EXERCISE DIRECTIONS => When the word "Self" shows up in a line of the data below, copy that whole line.

(RECORDED DATA Opens)

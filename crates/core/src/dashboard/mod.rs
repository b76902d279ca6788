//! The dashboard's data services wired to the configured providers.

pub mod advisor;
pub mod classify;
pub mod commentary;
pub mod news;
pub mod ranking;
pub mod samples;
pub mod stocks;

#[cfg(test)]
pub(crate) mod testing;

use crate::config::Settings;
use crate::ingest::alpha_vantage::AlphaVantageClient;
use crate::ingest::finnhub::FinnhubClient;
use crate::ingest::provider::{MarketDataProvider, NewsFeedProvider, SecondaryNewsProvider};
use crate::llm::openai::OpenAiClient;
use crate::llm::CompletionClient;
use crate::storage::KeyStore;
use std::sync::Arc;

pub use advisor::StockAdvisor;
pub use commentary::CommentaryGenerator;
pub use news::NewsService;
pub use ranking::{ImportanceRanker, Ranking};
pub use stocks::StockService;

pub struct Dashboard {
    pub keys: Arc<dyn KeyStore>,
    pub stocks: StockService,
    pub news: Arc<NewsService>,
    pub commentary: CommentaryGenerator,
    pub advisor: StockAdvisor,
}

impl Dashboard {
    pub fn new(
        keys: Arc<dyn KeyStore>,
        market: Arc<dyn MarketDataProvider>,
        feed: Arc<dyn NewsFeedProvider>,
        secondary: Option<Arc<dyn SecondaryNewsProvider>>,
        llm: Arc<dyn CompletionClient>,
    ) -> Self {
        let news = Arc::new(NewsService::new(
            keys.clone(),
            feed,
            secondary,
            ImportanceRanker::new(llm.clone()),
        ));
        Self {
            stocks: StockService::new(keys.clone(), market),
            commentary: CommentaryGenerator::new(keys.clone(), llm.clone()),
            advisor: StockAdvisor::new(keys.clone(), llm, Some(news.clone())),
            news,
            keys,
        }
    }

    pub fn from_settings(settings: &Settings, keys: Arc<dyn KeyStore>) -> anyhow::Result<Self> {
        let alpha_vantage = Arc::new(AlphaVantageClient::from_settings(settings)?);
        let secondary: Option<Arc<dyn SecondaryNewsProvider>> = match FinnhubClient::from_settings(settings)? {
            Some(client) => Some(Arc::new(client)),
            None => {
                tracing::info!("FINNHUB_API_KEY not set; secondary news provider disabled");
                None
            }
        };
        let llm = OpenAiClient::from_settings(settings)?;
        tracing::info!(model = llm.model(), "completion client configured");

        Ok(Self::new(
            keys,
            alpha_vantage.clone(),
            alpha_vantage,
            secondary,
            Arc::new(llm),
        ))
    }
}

(RECORDED DATA Closes)

OUTPUT =>
    ) -> Self {
        Self {
    pub fn from_settings(settings: &Settings, keys: Arc<dyn KeyStore>) -> anyhow::Result<Self> {
        Ok(Self::new(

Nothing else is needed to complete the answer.